Managing protection from GravityZone
This chapter provides best practices on using the GravityZone console for managing and monitoring Bitdefender protection installed on the VMs from your VMware Tanzu deployment.
Check protected machines
Manage protection settings
Monitor protection and security events
Check protected machines
After it is deployed on the VMs from your VMware Tanzu deployment, Bitdefender Endpoint Security Tools automatically syncs with the GravityZone console to receive configuration policies and tasks and to send status or security events.
Protected virtual machines from your VMware Tanzu deployment will show up in the GravityZone Network inventory. Depending on your IaaS and inventory integrations configured in GravityZone, the virtual machines will show up in GravityZone under your IaaS infrastructure, Active Directory inventory or Custom Groups (in the custom folder configured in the package settings).
Click a VM in the Network inventory to see if protection is installed and check protection details.
Manage protection settings
Protected virtual machines are assigned a default policy, but you may want to create a dedicated policy for your Pivotal Platform deployment to configure or customize specific settings, such as:
Security Servers to connect to, in case Bitdefender Endpoint Security Tools is configured to use the Central Scan engine.
Local Relay endpoint to connect to, for optimized update traffic.
Protection settings specific to your VMware Tanzu environment.

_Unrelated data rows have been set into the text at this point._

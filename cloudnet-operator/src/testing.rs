//! Shared fixtures for unit tests.

use std::{
    collections::{BTreeMap, HashSet},
    sync::Mutex,
};

use async_trait::async_trait;
use cloudnet_operator_apis::*;
use k8s_openapi::{
    api::core::v1::Secret,
    apimachinery::pkg::apis::meta::v1::Time,
    chrono::Utc,
    ByteString,
};
use kube::{
    api::{ApiResource, DynamicObject},
    Resource,
};
use serde::{de::DeserializeOwned, Serialize};
use serde_json::Value;

use crate::{
    errors::StoreError,
    store::{api_resource, ObjectStore},
};

type Key = (String, String, String);

#[derive(Default)]
struct Inner {
    objects: BTreeMap<Key, Value>,
    version: u64,
    failing_lists: HashSet<String>,
}

impl Inner {
    fn bump(&mut self, object: &mut Value) {
        self.version += 1;
        object["metadata"]["resourceVersion"] = Value::String(self.version.to_string());
    }
}

/// In-memory [`ObjectStore`] mimicking the API server's patch semantics.
#[derive(Default)]
pub(crate) struct MemoryStore {
    inner: Mutex<Inner>,
}

fn key(resource: &ApiResource, namespace: &str, name: &str) -> Key {
    (
        resource.plural.clone(),
        namespace.to_string(),
        name.to_string(),
    )
}

fn to_object(value: &Value) -> Result<DynamicObject, StoreError> {
    Ok(serde_json::from_value(value.clone())?)
}

fn is_released(object: &Value) -> bool {
    let metadata = &object["metadata"];
    !metadata["deletionTimestamp"].is_null()
        && metadata["finalizers"]
            .as_array()
            .map(|f| f.is_empty())
            .unwrap_or(true)
}

impl MemoryStore {
    /// Create or replace an object, bumping its generation on replacement.
    pub fn insert<K: Resource<DynamicType = ()> + Serialize>(&self, object: &K) {
        let mut value = serde_json::to_value(object).unwrap();
        let namespace = object.meta().namespace.clone().unwrap_or_default();
        let name = object.meta().name.clone().unwrap_or_default();
        let k = key(&api_resource::<K>(), &namespace, &name);
        let mut inner = self.inner.lock().unwrap();
        let generation = inner
            .objects
            .get(&k)
            .and_then(|o| o["metadata"]["generation"].as_i64())
            .map(|g| g + 1)
            .unwrap_or(1);
        value["metadata"]["generation"] = generation.into();
        inner.bump(&mut value);
        inner.objects.insert(k, value);
    }

    pub fn get_typed<K: Resource<DynamicType = ()> + DeserializeOwned>(
        &self,
        namespace: &str,
        name: &str,
    ) -> Option<K> {
        let inner = self.inner.lock().unwrap();
        inner
            .objects
            .get(&key(&api_resource::<K>(), namespace, name))
            .map(|v| serde_json::from_value(v.clone()).unwrap())
    }

    /// Request deletion the way the API server does: set the deletion timestamp
    /// and remove the object once no finalizers remain.
    pub fn delete<K: Resource<DynamicType = ()>>(&self, namespace: &str, name: &str) {
        let k = key(&api_resource::<K>(), namespace, name);
        let mut inner = self.inner.lock().unwrap();
        if let Some(mut value) = inner.objects.remove(&k) {
            value["metadata"]["deletionTimestamp"] = serde_json::to_value(Time(Utc::now())).unwrap();
            if !is_released(&value) {
                inner.bump(&mut value);
                inner.objects.insert(k, value);
            }
        }
    }

    /// Merge `status` into the object's status as a concurrent writer would.
    pub fn merge_status<K: Resource<DynamicType = ()>>(&self, namespace: &str, name: &str, status: Value) {
        let k = key(&api_resource::<K>(), namespace, name);
        let mut inner = self.inner.lock().unwrap();
        let mut value = inner.objects.remove(&k).unwrap();
        json_patch::merge(&mut value, &serde_json::json!({ "status": status }));
        inner.bump(&mut value);
        inner.objects.insert(k, value);
    }

    /// Make every following list of `K` fail.
    pub fn fail_list<K: Resource<DynamicType = ()>>(&self) {
        self.inner
            .lock()
            .unwrap()
            .failing_lists
            .insert(api_resource::<K>().plural);
    }
}

#[async_trait]
impl ObjectStore for MemoryStore {
    async fn get(
        &self,
        resource: &ApiResource,
        namespace: &str,
        name: &str,
    ) -> Result<Option<DynamicObject>, StoreError> {
        let inner = self.inner.lock().unwrap();
        inner
            .objects
            .get(&key(resource, namespace, name))
            .map(to_object)
            .transpose()
    }

    async fn list(
        &self,
        resource: &ApiResource,
        namespace: &str,
        labels: &BTreeMap<String, String>,
    ) -> Result<Vec<DynamicObject>, StoreError> {
        let inner = self.inner.lock().unwrap();
        if inner.failing_lists.contains(&resource.plural) {
            return Err(StoreError::Invalid(format!("listing {} failed", resource.plural)));
        }
        inner
            .objects
            .iter()
            .filter(|((plural, ns, _), _)| plural == &resource.plural && ns == namespace)
            .filter(|(_, v)| {
                labels
                    .iter()
                    .all(|(k, l)| v["metadata"]["labels"][k].as_str() == Some(l.as_str()))
            })
            .map(|(_, v)| to_object(v))
            .collect()
    }

    async fn patch(
        &self,
        resource: &ApiResource,
        namespace: &str,
        name: &str,
        patch: &json_patch::Patch,
    ) -> Result<DynamicObject, StoreError> {
        let k = key(resource, namespace, name);
        let mut inner = self.inner.lock().unwrap();
        let mut value = inner.objects.get(&k).cloned().ok_or(StoreError::NotFound)?;
        json_patch::patch(&mut value, &patch.0).map_err(|e| StoreError::Conflict(e.to_string()))?;
        inner.bump(&mut value);
        let object = to_object(&value)?;
        if is_released(&value) {
            inner.objects.remove(&k);
        } else {
            inner.objects.insert(k, value);
        }
        Ok(object)
    }

    async fn patch_status(
        &self,
        resource: &ApiResource,
        namespace: &str,
        name: &str,
        patch: &Value,
    ) -> Result<DynamicObject, StoreError> {
        let k = key(resource, namespace, name);
        let mut inner = self.inner.lock().unwrap();
        let mut value = inner.objects.get(&k).cloned().ok_or(StoreError::NotFound)?;
        let status = serde_json::json!({ "status": patch["status"].clone() });
        json_patch::merge(&mut value, &status);
        inner.bump(&mut value);
        let object = to_object(&value)?;
        inner.objects.insert(k, value);
        Ok(object)
    }
}

pub(crate) fn provider_config(namespace: &str, name: &str) -> ProviderConfig {
    let mut pc = ProviderConfig::new(
        name,
        ProviderConfigSpec {
            identity_endpoint: "https://iam.example.com/v3".to_string(),
            region: "eu-de".to_string(),
            project_id: String::new(),
            domain_name: "acme".to_string(),
            credentials_secret_ref: SecretReference {
                name: "credentials".to_string(),
                namespace: None,
            },
        },
    );
    pc.metadata.namespace = Some(namespace.to_string());
    pc
}

/// A ProviderConfig with a `Ready=True` condition.
pub(crate) fn ready_provider_config(namespace: &str, name: &str) -> ProviderConfig {
    let mut pc = provider_config(namespace, name);
    pc.status_mut().conditions = ConditionSet::default().with(Condition::new(
        READY,
        Some(true),
        "ValidationSuccessful",
        String::new(),
    ));
    pc
}

pub(crate) fn secret(namespace: &str, name: &str, data: &[(&str, &str)]) -> Secret {
    let mut s = Secret::default();
    s.metadata.name = Some(name.to_string());
    s.metadata.namespace = Some(namespace.to_string());
    s.data = Some(
        data.iter()
            .map(|(k, v)| (k.to_string(), ByteString(v.as_bytes().to_vec())))
            .collect(),
    );
    s
}

pub(crate) fn password_secret(namespace: &str) -> Secret {
    secret(namespace, "credentials", &[("username", "admin"), ("password", "secret")])
}

pub(crate) fn network(namespace: &str, name: &str) -> Network {
    let mut n = Network::new(
        name,
        NetworkSpec {
            provider_config_ref: ProviderConfigReference::new("otc"),
            description: String::new(),
            cidr: "10.0.0.0/16".to_string(),
            orphan_on_delete: false,
        },
    );
    n.metadata.namespace = Some(namespace.to_string());
    n
}

pub(crate) fn subnet(namespace: &str, name: &str, network: Dependency) -> Subnet {
    let mut s = Subnet::new(
        name,
        SubnetSpec {
            provider_config_ref: ProviderConfigReference::new("otc"),
            network,
            description: String::new(),
            cidr: "10.0.1.0/24".to_string(),
            gateway_ip: "10.0.1.1".to_string(),
            orphan_on_delete: false,
        },
    );
    s.metadata.namespace = Some(namespace.to_string());
    s
}

pub(crate) fn security_group(namespace: &str, name: &str) -> SecurityGroup {
    let mut sg = SecurityGroup::new(
        name,
        SecurityGroupSpec {
            provider_config_ref: ProviderConfigReference::new("otc"),
            description: "web servers".to_string(),
            orphan_on_delete: false,
        },
    );
    sg.metadata.namespace = Some(namespace.to_string());
    sg
}

pub(crate) fn security_group_rule(namespace: &str, name: &str, group: Dependency) -> SecurityGroupRule {
    let mut r = SecurityGroupRule::new(
        name,
        SecurityGroupRuleSpec {
            provider_config_ref: ProviderConfigReference::new("otc"),
            security_group: group,
            description: "https".to_string(),
            direction: Direction::Ingress,
            protocol: Protocol::Tcp,
            ethertype: Ethertype::IPv4,
            multiport: "443".to_string(),
            action: RuleAction::Allow,
            priority: Some(1),
            orphan_on_delete: false,
        },
    );
    r.metadata.namespace = Some(namespace.to_string());
    r
}

pub(crate) fn public_ip(namespace: &str, name: &str) -> PublicIp {
    let mut ip = PublicIp::new(
        name,
        PublicIpSpec {
            provider_config_ref: ProviderConfigReference::new("otc"),
            type_: PublicIpType::Bgp,
            bandwidth_size: 10,
            bandwidth_share_type: BandwidthShareType::Dedicated,
            orphan_on_delete: false,
        },
    );
    ip.metadata.namespace = Some(namespace.to_string());
    ip
}

pub(crate) fn nat_gateway(namespace: &str, name: &str, network: Dependency, subnet: Dependency) -> NatGateway {
    let mut gw = NatGateway::new(
        name,
        NatGatewaySpec {
            provider_config_ref: ProviderConfigReference::new("otc"),
            network,
            subnet,
            description: String::new(),
            type_: NatGatewayType::Small,
            orphan_on_delete: false,
        },
    );
    gw.metadata.namespace = Some(namespace.to_string());
    gw
}

pub(crate) fn snat_rule(
    namespace: &str,
    name: &str,
    nat_gateway: Dependency,
    subnet: Dependency,
    public_ip: Dependency,
) -> SnatRule {
    let mut r = SnatRule::new(
        name,
        SnatRuleSpec {
            provider_config_ref: ProviderConfigReference::new("otc"),
            nat_gateway,
            subnet,
            public_ip,
            description: String::new(),
            orphan_on_delete: false,
        },
    );
    r.metadata.namespace = Some(namespace.to_string());
    r
}

/// Mark `object` as provisioned with `external_id`.
pub(crate) fn provisioned<K: Managed>(mut object: K, external_id: &str) -> K {
    let status = object.managed_status_mut();
    status.external_id = external_id.to_string();
    status.conditions = ConditionSet::default().with(Condition::new(
        READY,
        Some(true),
        "Provisioned",
        String::new(),
    ));
    object
}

Disable Windows agent graphical user interface to minimize resource consumption.
Assign the policy to the folders where the VMs from your VMware Tanzu deployment will be added.
Important
VM instances may appear as failing during product updates, when the services are restarted. To avoid this situation, you can disable the automatic product updates in the GravityZone security policy.
To make sure the Bitdefender agents are up-to-date, you can either run an Update task from GravityZone or redeploy your instances once new Bitdefender agent kits become available.
Monitor protection and security events
To monitor protection, you can check the activity reports in GravityZone or configure notifications to be sent for specific status or security events via email or syslog.